M. Benedetto Zacchiroli, Conseiller auprès de l’Office national italien de lutte contre le racisme (UNAR), Président du Comité directeur global de l’ICCAR et Président de l’ECCAR, a introduit la question de la société civile dans la conversation. « Ce que nous appelions normalité ne peut être synonyme de justice sociale », a-t-il déclaré en appelant à établir ensemble des bases communes en matière de droits de l’homme. Il a expliqué que les décideurs politiques et autres parties prenantes ne pouvaient attendre que les citoyens les sollicitent, et que c’était à eux de tendre la main à leurs citoyens. Il a conclu en déclarant que « [nous devons] insister sur le fait que les réalités des gens sont vraiment différentes […] nous ne pouvons pas envisager de ne pas changer les choses ».
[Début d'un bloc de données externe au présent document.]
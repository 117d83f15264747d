//! Target hierarchy nodes and measure selections
//!
//! A [`HierarchyNode`] is the single source of both views of a member's
//! identity: the colon-delimited `id` and the period-delimited `fullPath` are
//! derived from the same `ids`/`names` chain, so they cannot drift apart.

use serde::{Deserialize, Serialize};

/// A node of a Unify dimension hierarchy
///
/// `ids[i]` is the platform identifier of the ancestor named `names[i]`; the
/// last entry is the node itself.
#[derive(Debug, Clone, PartialEq, Eq, Hash, Serialize, Deserialize)]
pub struct HierarchyNode {
    /// Dimension the node belongs to (e.g. "Product")
    pub dimension: String,

    /// Hierarchy within the dimension (e.g. "Standard Hierarchy")
    pub hierarchy: String,

    /// Level of the node (e.g. "SubCategory")
    pub level: String,

    /// Ancestor identifiers from the hierarchy root down to the node
    pub ids: Vec<u64>,

    /// Ancestor names from the hierarchy root down to the node
    pub names: Vec<String>,
}

impl HierarchyNode {
    /// Check the shape rules that keep `member_id` and `full_path` in step
    pub fn validate(&self) -> Result<(), String> {
        for (field, value) in [
            ("dimension", &self.dimension),
            ("hierarchy", &self.hierarchy),
            ("level", &self.level),
        ] {
            if value.trim().is_empty() {
                return Err(format!("{field} cannot be empty"));
            }
        }

        if self.level.contains(':') {
            return Err(format!("level '{}' cannot contain ':'", self.level));
        }

        if self.ids.is_empty() {
            return Err("ids cannot be empty".to_string());
        }

        if self.ids.len() != self.names.len() {
            return Err(format!(
                "ids has {} entries but names has {}",
                self.ids.len(),
                self.names.len()
            ));
        }

        if let Some(bad) = self
            .names
            .iter()
            .chain([&self.dimension, &self.hierarchy])
            .find(|n| n.trim().is_empty() || n.contains('.'))
        {
            return Err(format!("path segment '{bad}' is empty or contains '.'"));
        }

        Ok(())
    }

    /// Leaf name of the node
    pub fn name(&self) -> &str {
        self.names.last().map(String::as_str).unwrap_or_default()
    }

    /// Platform member id: `:<Level>:<id>:<id>...`
    pub fn member_id(&self) -> String {
        let mut id = format!(":{}", self.level);
        for ancestor in &self.ids {
            id.push(':');
            id.push_str(&ancestor.to_string());
        }
        id
    }

    /// Human readable ancestor chain: `<Dimension>.<Hierarchy>.<name>...`
    pub fn full_path(&self) -> String {
        let mut segments = Vec::with_capacity(self.names.len() + 2);
        segments.push(self.dimension.as_str());
        segments.push(self.hierarchy.as_str());
        segments.extend(self.names.iter().map(String::as_str));
        segments.join(".")
    }

    /// True when the node's full path ends with the `suffix` segments
    ///
    /// Comparison is case-insensitive and ignores surrounding whitespace.
    pub fn path_ends_with(&self, suffix: &[&str]) -> bool {
        let segments: Vec<&str> = [self.dimension.as_str(), self.hierarchy.as_str()]
            .into_iter()
            .chain(self.names.iter().map(String::as_str))
            .collect();
        if suffix.len() > segments.len() {
            return false;
        }
        segments[segments.len() - suffix.len()..]
            .iter()
            .zip(suffix)
            .all(|(have, want)| have.trim().eq_ignore_ascii_case(want.trim()))
    }
}

/// A measure selected on the Measures axis
#[derive(Debug, Clone, PartialEq, Eq, Serialize, Deserialize)]
pub struct MeasureSpec {
    /// Platform measure id (e.g. "!M2_1")
    pub id: String,

    /// Folder the measure lives in (e.g. "Sales : FOLDER")
    pub folder: String,

    /// Display name (e.g. "Dollar Sales")
    pub name: String,
}

impl MeasureSpec {
    pub fn full_path(&self) -> String {
        format!("Measures.{}.{}", self.folder, self.name)
    }
}

impl Default for MeasureSpec {
    fn default() -> Self {
        Self {
            id: "!M2_1".to_string(),
            folder: "Sales : FOLDER".to_string(),
            name: "Dollar Sales".to_string(),
        }
    }
}
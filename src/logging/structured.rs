//! Structured logging setup using tracing
//!
//! Console output is always on. When `logging.local_enabled` is set, a JSON
//! layer also writes to a rolling `dkbridge.log` under `logging.local_path`.
//!
//! # Example
//!
//! ```no_run
//! use dkbridge::logging::init_logging;
//! use dkbridge::config::LoggingConfig;
//!
//! let config = LoggingConfig::default();
//! let _guard = init_logging("info", &config).expect("Failed to initialize logging");
//! ```

use crate::config::LoggingConfig;
use crate::domain::{BridgeError, Result};
use tracing::Level;
use tracing_appender::non_blocking::WorkerGuard;
use tracing_appender::rolling::{RollingFileAppender, Rotation};
use tracing_subscriber::layer::SubscriberExt;
use tracing_subscriber::util::SubscriberInitExt;
use tracing_subscriber::{EnvFilter, Layer};

/// Log file name prefix inside `logging.local_path`
pub const LOG_FILE_NAME: &str = "dkbridge.log";

/// Guard that must be kept alive for the duration of the program
/// to ensure logs are flushed properly
pub struct LoggingGuard {
    _file_guard: Option<WorkerGuard>,
}

impl LoggingGuard {
    fn new(file_guard: Option<WorkerGuard>) -> Self {
        Self {
            _file_guard: file_guard,
        }
    }

    /// True when a file layer is installed
    pub fn has_file_output(&self) -> bool {
        self._file_guard.is_some()
    }
}

/// Initialize the logging system based on configuration
///
/// `RUST_LOG` takes precedence over `log_level_str` when set.
///
/// # Returns
///
/// A `LoggingGuard` that must be kept alive for the duration of the program
///
/// # Errors
///
/// Returns a configuration error for an unknown level or rotation, when the
/// log directory cannot be created, or when a global subscriber is already
/// installed.
pub fn init_logging(log_level_str: &str, config: &LoggingConfig) -> Result<LoggingGuard> {
    let log_level = parse_log_level(log_level_str)?;

    let env_filter = EnvFilter::try_from_default_env()
        .unwrap_or_else(|_| EnvFilter::new(format!("dkbridge={log_level}")));

    let mut layers = Vec::new();

    let console_layer = tracing_subscriber::fmt::layer()
        .with_target(true)
        .with_filter(env_filter.clone());
    layers.push(console_layer.boxed());

    let file_guard = if config.local_enabled {
        let rotation = parse_rotation(&config.local_rotation)?;

        std::fs::create_dir_all(&config.local_path).map_err(|e| {
            BridgeError::Configuration(format!(
                "Failed to create log directory {}: {e}",
                config.local_path
            ))
        })?;

        let file_appender = RollingFileAppender::new(rotation, &config.local_path, LOG_FILE_NAME);
        let (non_blocking, guard) = tracing_appender::non_blocking(file_appender);

        let file_layer = tracing_subscriber::fmt::layer()
            .json()
            .with_target(true)
            .with_current_span(false)
            .with_writer(non_blocking)
            .with_filter(env_filter);

        layers.push(file_layer.boxed());
        Some(guard)
    } else {
        None
    };

    tracing_subscriber::registry()
        .with(layers)
        .try_init()
        .map_err(|e| BridgeError::Configuration(format!("Failed to initialize logging: {e}")))?;

    tracing::debug!(
        level = %log_level,
        local_enabled = config.local_enabled,
        local_path = %config.local_path,
        "Logging initialized"
    );

    Ok(LoggingGuard::new(file_guard))
}

/// Parse log level from string
fn parse_log_level(level_str: &str) -> Result<Level> {
    match level_str.to_lowercase().as_str() {
        "trace" => Ok(Level::TRACE),
        "debug" => Ok(Level::DEBUG),
        "info" => Ok(Level::INFO),
        "warn" => Ok(Level::WARN),
        "error" => Ok(Level::ERROR),
        _ => Err(BridgeError::Configuration(format!(
            "Invalid log level: {level_str}. Must be one of: trace, debug, info, warn, error"
        ))),
    }
}

fn parse_rotation(rotation: &str) -> Result<Rotation> {
    match rotation {
        "daily" => Ok(Rotation::DAILY),
        "hourly" => Ok(Rotation::HOURLY),
        "never" => Ok(Rotation::NEVER),
        other => Err(BridgeError::Configuration(format!(
            "Invalid log rotation: {other}. Must be one of: daily, hourly, never"
        ))),
    }
}

#[cfg(test)]
mod tests {
    use super::*;
    use test_case::test_case;

    #[test_case("trace", Level::TRACE)]
    #[test_case("debug", Level::DEBUG)]
    #[test_case("INFO", Level::INFO)]
    #[test_case("Warn", Level::WARN)]
    #[test_case("error", Level::ERROR)]
    fn test_parse_log_level_valid(input: &str, expected: Level) {
        assert_eq!(parse_log_level(input).unwrap(), expected);
    }

    #[test]
    fn test_parse_log_level_invalid() {
        assert!(parse_log_level("verbose").is_err());
        assert!(parse_log_level("").is_err());
    }

    #[test]
    fn test_parse_rotation() {
        assert_eq!(parse_rotation("daily").unwrap(), Rotation::DAILY);
        assert_eq!(parse_rotation("hourly").unwrap(), Rotation::HOURLY);
        assert_eq!(parse_rotation("never").unwrap(), Rotation::NEVER);
        assert!(parse_rotation("weekly").is_err());
    }

    #[test]
    fn test_logging_guard_without_file() {
        let guard = LoggingGuard::new(None);
        assert!(!guard.has_file_output());
    }
}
Une autre enseignante, Mme Judith James, Responsable de la Collaboration stratégique régionale, Université de Swansea, nous a rappelé que nous devons avoir « une plus grande tolérance des différences » si nous souhaitons empêcher la hausse des inégalités. Elle a souligné qu’il était nécessaire de « ne pas creuser le fossé entre les riches et les pauvres – fossé qui constitue la véritable distanciation sociale. Nous avons la possibilité de créer un avenir inclusif. Notre avenir repose sur la compréhension des besoins de chacun. » Originaire d’une ville qui a mis l’accent sur l’enseignement de l’entrepreneuriat à la jeune génération, Mme James a insisté sur le fait que sans innovation ni progrès, la ville ne pourrait avancer collectivement.

Mme Wevyn Muganda, Fondatrice de Beyond the Lines (initiative 16×16 du PNUD), a introduit la question de la jeunesse dans le débat. Elle a appelé à la « priorisation des jeunes dans la prise de décisions et dans d’autres secteurs, de sorte que les décisions ne soient plus prises pour les jeunes, mais avec les jeunes ». À l’avenir, toute ville durable devra harmoniser le traitement de ses habitants et s’intéresser à la façon dont le logement, l’accès aux soins et l’emploi façonnent sa population. Si l’on souhaite être véritablement inclusif, ajoute-t-elle, il faut tenir compte du fait que « les droits de l’homme sont déterminants dans le développement et la durabilité de toute ville ».

En résumé, le débat a mis en lumière la façon dont chaque décision affecte très différemment les gens. Personne dans le monde n’était préparé à cette pandémie. Elle a donc engendré une très grande vulnérabilité, mais nous a également montré comment être plus interconnectés grâce aux moyens numériques, aux espaces urbains et aux possibilités offertes par les villes. Au cœur de toute approche visant à réimaginer les villes ou à réinventer les modèles, les villes doivent accepter la fin de l’ancienne normalité et adopter la nouvelle normalité et la prochaine – une normalité qui devra être plus ouverte à la fois littéralement et métaphoriquement, plus locale et surtout plus accessible, afin de créer un environnement urbain durable pour tous.